__ASSIGNMENT__. Examine the entries below, count the lines holding the string "await", and respond with the number only.

__RECORD SET__.

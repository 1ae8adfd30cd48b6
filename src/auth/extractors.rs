//! Axum extractors for authentication.
//!
//! The gate walks NoToken → TokenPresent → Verified → Loaded: pull a bearer
//! token from the cookie or Authorization header, verify it against the
//! access secret, then load the identity projection by the claim subject.

use axum::{extract::FromRequestParts, http::request::Parts};

use super::cookie::bearer_token;
use super::errors::{AuthError, AuthErrorKind};
use super::state::HasAuthState;
use super::types::AuthenticatedUser;
use crate::db::UserRole;

/// Core gate logic shared by the extractors.
async fn authenticate<S>(parts: &Parts, state: &S) -> Result<AuthenticatedUser, AuthErrorKind>
where
    S: HasAuthState + Send + Sync,
{
    let token = bearer_token(&parts.headers).ok_or(AuthErrorKind::NotAuthenticated)?;

    let claims = state
        .jwt()
        .verify_access_token(token)
        .map_err(|_| AuthErrorKind::InvalidToken)?;

    let identity = state
        .db()
        .users()
        .identity_by_uuid(&claims.sub)
        .await
        .map_err(|e| {
            tracing::error!("Failed to load identity: {}", e);
            AuthErrorKind::StoreError
        })?
        .ok_or(AuthErrorKind::IdentityNotFound)?;

    Ok(AuthenticatedUser { claims, identity })
}

/// Extractor for endpoints that require an authenticated identity.
pub struct Auth(pub AuthenticatedUser);

impl<S> FromRequestParts<S> for Auth
where
    S: HasAuthState + Send + Sync,
{
    type Rejection = AuthError;

    async fn from_request_parts(parts: &mut Parts, state: &S) -> Result<Self, Self::Rejection> {
        authenticate(parts, state)
            .await
            .map(Auth)
            .map_err(AuthError::from)
    }
}

/// Extractor for admin-only endpoints. Role mismatch is 403, not 401.
pub struct AdminAuth(pub AuthenticatedUser);

impl<S> FromRequestParts<S> for AdminAuth
where
    S: HasAuthState + Send + Sync,
{
    type Rejection = AuthError;

    async fn from_request_parts(parts: &mut Parts, state: &S) -> Result<Self, Self::Rejection> {
        let user = authenticate(parts, state).await.map_err(AuthError::from)?;

        if user.identity.role != UserRole::Admin {
            return Err(AuthError::new(AuthErrorKind::InsufficientRole));
        }

        Ok(AdminAuth(user))
    }
}
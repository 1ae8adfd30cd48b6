use clap::Parser;
use teambuilder::cli::{
    Args, build_config, handle_create_admin, init_logging, load_token_secret, open_database,
    validate_public_origin,
};
use teambuilder::mail::MailDispatcher;
use tracing::{error, info};

#[tokio::main]
async fn main() {
    let args = Args::parse();

    init_logging(&args.log_format);

    let Some(access_secret) =
        load_token_secret("ACCESS_TOKEN_SECRET", args.access_secret_file.as_deref())
    else {
        std::process::exit(1);
    };

    let Some(refresh_secret) =
        load_token_secret("REFRESH_TOKEN_SECRET", args.refresh_secret_file.as_deref())
    else {
        std::process::exit(1);
    };

    let Some(secure_cookies) = validate_public_origin(&args.public_origin) else {
        std::process::exit(1);
    };

    let Some(db) = open_database(&args.database).await else {
        std::process::exit(1);
    };

    if let Some(email) = args.create_admin.as_deref() {
        handle_create_admin(&db, email).await;
    }

    teambuilder::init_cleanup(&db).await;

    let mail = MailDispatcher::new(args.mail_service_url, args.mail_service_token);
    let config = build_config(
        db,
        access_secret,
        refresh_secret,
        secure_cookies,
        mail,
        !args.no_rate_limit,
    );

    let addr = format!("0.0.0.0:{}", args.port);
    let listener = tokio::net::TcpListener::bind(&addr)
        .await
        .unwrap_or_else(|e| {
            error!(address = %addr, error = %e, "Failed to bind");
            std::process::exit(1);
        });

    let local_addr = listener.local_addr().unwrap();
    info!(address = %local_addr, "Listening");

    if let Err(e) = teambuilder::run_server(config, listener).await {
        error!(error = %e, "Server error");
        std::process::exit(1);
    }
}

__SOLVED EXERCISE__. 8